* _Work required_
Write out, word for word, the first line of the data below and every line after it through the one containing "that pipeline to".

+---+

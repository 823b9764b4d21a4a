#![cfg_attr(feature = "fail-on-warnings", deny(warnings))]
#![warn(clippy::all, clippy::pedantic, clippy::nursery, clippy::cargo)]
#![allow(clippy::multiple_crate_versions, clippy::cargo_common_metadata)]

//! Deterministic real-estate investment metrics for land parcels.
//!
//! Turns a parcel's area, acquisition price, POT, and CUT into the fixed
//! set of figures shown on every listing screen, and wires that pipeline to
//! zone resolution so a parcel's regulations come from the zone governing
//! it.

pub mod appraisal;
pub mod calculator;
pub mod listing;

use parcel_map_investment_models::CostAssumptions;
use thiserror::Error;

/// Errors that can occur while computing investment metrics.
#[derive(Debug, Error)]
pub enum MetricsError {
    /// The inputs cannot produce finite metrics (zero land area, zero usage
    /// coefficient, negative or non-finite values).
    #[error("Degenerate input: {reason}")]
    DegenerateInput {
        /// What made the inputs unusable.
        reason: String,
    },

    /// A cost assumptions file could not be parsed.
    #[error("Config error: {0}")]
    Config(#[from] toml::de::Error),
}

/// Parses [`CostAssumptions`] from TOML.
///
/// Missing keys keep their defaults, so an empty document yields
/// [`CostAssumptions::default`].
///
/// # Errors
///
/// Returns [`MetricsError::Config`] if the TOML is malformed or a value has
/// the wrong type.
pub fn assumptions_from_toml(toml_str: &str) -> Result<CostAssumptions, MetricsError> {
    Ok(toml::de::from_str(toml_str)?)
}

+---+

* _Task output_
repository 823b9764b4d21a4a
#![cfg_attr(feature = "fail-on-warnings", deny(warnings))]
#![warn(clippy::all, clippy::pedantic, clippy::nursery, clippy::cargo)]
#![allow(clippy::multiple_crate_versions, clippy::cargo_common_metadata)]

//! Deterministic real-estate investment metrics for land parcels.
//!
//! Turns a parcel's area, acquisition price, POT, and CUT into the fixed
//! set of figures shown on every listing screen, and wires that pipeline to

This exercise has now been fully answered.